# SRAM cassette spacer?



## eodusa (Oct 8, 2006)

I just installed a new SRAM OG-1070 cassette on my wheel.
I had to use the original spacer I had from my old Shimano cassette.
Without it the cassette wobbles. 

Anyone care to comment? I know some hubs require spacers to get the chain line more centered on the crank.


----------



## wim (Feb 28, 2005)

10-speed cassettes are slightly _narrower_ than 9-speed cassettes. On an 8/9/10-speed compatible hub, they need the spacer behind them so the lockring can tighten to specs against the smallest cog.

/w


----------



## C-40 (Feb 4, 2004)

*not SRAM...*



wim said:


> 10-speed cassettes are slightly _narrower_ than 9-speed cassettes. On an 8/9/10-speed compatible hub, they need the spacer behind them so the lockring can tighten to specs against the smallest cog.
> 
> /w


Sram cassettes are not supposed to be 1mm narrower, since they can never be installed on a Shimano "10 speed only" hub with aluminum splines. They are supposed to be the same width as Shimano 9 cassettes.

Mavic hubs, with the M10 spline, have a 2mm thick spacer that must be used with all cassettes. The only time it's not used is if Mavic loose cogs are installed with Campy spacers.


----------



## wim (Feb 28, 2005)

C-40 said:


> Sram cassettes are not supposed to be 1mm narrower, since they can never be installed on a Shimano "10 speed only" hub with aluminum splines.


Absolutely correct. My brain was locked on Shimano. Anybody know why the SRAM OG-1070 wants a 1 mm spacer behind it?


----------



## The Flash (May 6, 2002)

I believe the difference is not the entire width of the cassette, but the depth of the "splines". Shimano 10spd is much deeper such that 9spd or SRAM cassettes will not fit. The Shimano 10spd cogs tend to cut into cassette bodies because of this additional depth to fit the taller splines of the Shimano 10spd cassette bodies.


----------



## roadboy (Apr 1, 2003)

still the sram 10 sp cassette should not require a spacer, niether of mine do, however that spacer is very thin and if it means the cassette does not wobble then run it, however i would make sure nothing is missing from your sram cassette first or see if other cassettes fit onto your freehub without the spacer.
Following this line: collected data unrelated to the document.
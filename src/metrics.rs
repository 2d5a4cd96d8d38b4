//! Prometheus metrics for the recorder
//!
//! Everything registers into the default registry so `/metrics` can simply
//! gather it.

use once_cell::sync::Lazy;
use prometheus::{
    register_int_counter_vec, register_int_gauge_vec, Encoder, IntCounterVec, IntGaugeVec,
    TextEncoder,
};

static DELTAS_APPLIED: Lazy<IntCounterVec> = Lazy::new(|| {
    register_int_counter_vec!(
        "book_deltas_applied_total",
        "Incremental level updates applied to the book",
        &["contract"]
    )
    .expect("book_deltas_applied_total")
});

static MESSAGES_DROPPED: Lazy<IntCounterVec> = Lazy::new(|| {
    register_int_counter_vec!(
        "stream_messages_dropped_total",
        "Stream messages ignored or rejected",
        &["contract", "reason"]
    )
    .expect("stream_messages_dropped_total")
});

static BOOTSTRAPS: Lazy<IntCounterVec> = Lazy::new(|| {
    register_int_counter_vec!(
        "book_bootstraps_total",
        "REST bootstrap attempts by outcome",
        &["contract", "outcome"]
    )
    .expect("book_bootstraps_total")
});

static VALIDATIONS: Lazy<IntCounterVec> = Lazy::new(|| {
    register_int_counter_vec!(
        "book_validations_total",
        "Reconciliation passes by outcome",
        &["contract", "outcome"]
    )
    .expect("book_validations_total")
});

static SNAPSHOTS: Lazy<IntCounterVec> = Lazy::new(|| {
    register_int_counter_vec!(
        "depth_snapshots_total",
        "Depth snapshots handed to the sink",
        &["contract"]
    )
    .expect("depth_snapshots_total")
});

static INGESTER_RESTARTS: Lazy<IntCounterVec> = Lazy::new(|| {
    register_int_counter_vec!(
        "ingester_restarts_total",
        "Stream ingester restarts by the supervisor",
        &["contract"]
    )
    .expect("ingester_restarts_total")
});

static BOOK_LEVELS: Lazy<IntGaugeVec> = Lazy::new(|| {
    register_int_gauge_vec!(
        "book_levels",
        "Price levels currently held per side",
        &["contract", "side"]
    )
    .expect("book_levels")
});

pub fn inc_deltas_applied(contract: &str, n: usize) {
    DELTAS_APPLIED
        .with_label_values(&[contract])
        .inc_by(n as u64);
}

pub fn inc_message_dropped(contract: &str, reason: &str) {
    MESSAGES_DROPPED.with_label_values(&[contract, reason]).inc();
}

pub fn record_bootstrap(contract: &str, ok: bool) {
    let outcome = if ok { "ok" } else { "error" };
    BOOTSTRAPS.with_label_values(&[contract, outcome]).inc();
}

pub fn record_validation(contract: &str, outcome: &str) {
    VALIDATIONS.with_label_values(&[contract, outcome]).inc();
}

pub fn inc_snapshots(contract: &str) {
    SNAPSHOTS.with_label_values(&[contract]).inc();
}

pub fn inc_ingester_restarts(contract: &str) {
    INGESTER_RESTARTS.with_label_values(&[contract]).inc();
}

pub fn set_book_levels(contract: &str, bids: usize, asks: usize) {
    BOOK_LEVELS
        .with_label_values(&[contract, "bid"])
        .set(bids as i64);
    BOOK_LEVELS
        .with_label_values(&[contract, "ask"])
        .set(asks as i64);
}

/// Render every registered metric in the Prometheus text format
pub fn render() -> Result<String, prometheus::Error> {
    let encoder = TextEncoder::new();
    let mut buffer = Vec::new();
    encoder.encode(&prometheus::gather(), &mut buffer)?;
    String::from_utf8(buffer).map_err(|e| prometheus::Error::Msg(e.to_string()))
}

#[cfg(test)]
mod tests {
    use super::*;

    #[test]
    fn test_render_includes_recorded_series() {
        inc_deltas_applied("TEST_METRICS", 3);
        record_validation("TEST_METRICS", "desync");
        set_book_levels("TEST_METRICS", 12, 7);

        let text = render().unwrap();
        assert!(text.contains("book_deltas_applied_total"));
        assert!(text.contains("book_validations_total"));
        assert!(text.contains(r#"book_levels{contract="TEST_METRICS",side="ask"} 7"#));
    }
}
Try a 9sp mountain cassette, if it wobbles then something is up with the freehub body, if it's solid without a spacer then something is up with your 10 sp sram cassette.


----------



## eodusa (Oct 8, 2006)

*Cassette was installed on my MAVIC ES wheel*

Strange, on my spare set of wheels (Odds and Endos, by Mike Garcia), they don't require the spacer.

Shimano and SRAM cassette on Mavic wheel need spacer
Shimano and SRAM cassette on Custom wheel, no spacer.

I guess it can be specific to who makes the hub.


----------



## C-40 (Feb 4, 2004)

*mavic wheel..*



eodusa said:


> Strange, on my spare set of wheels (Odds and Endos, by Mike Garcia), they don't require the spacer.
> 
> Shimano and SRAM cassette on Mavic wheel need spacer
> Shimano and SRAM cassette on Custom wheel, no spacer.
> ...


Are you saying that you are using both the 2mm spacer supplied by Mavic and a 1mm Shimano spacer? The 2mm spacer is always required for a Shimano 9 or SRAM cassette.


----------



## eodusa (Oct 8, 2006)

Just the 2mm spacer supplied by Mavic
On the Speedcific hubs, i don't need any spacer


----------



## C-40 (Feb 4, 2004)

*that's correct...*



eodusa said:


> Just the 2mm spacer supplied by Mavic
> On the Speedcific hubs, i don't need any spacer


I explained in my first post that the Mavic M10 hub has longer splines, with the Shimano pattern, to accept Mavic loose cogs with Campy spacing. The use of the 2mm shim is normal for Mavic hubs.


----------



## capt_phun (Jun 14, 2004)

Anyone have a link to a site where you can buy the 2mm mavic spacer?
thanks


----------



## 13eastie (Jul 22, 2009)

Anyone know from where I can get (in the UK) the 1mm shimano spacer for use with a 10sp casette on a normal freehub?


----------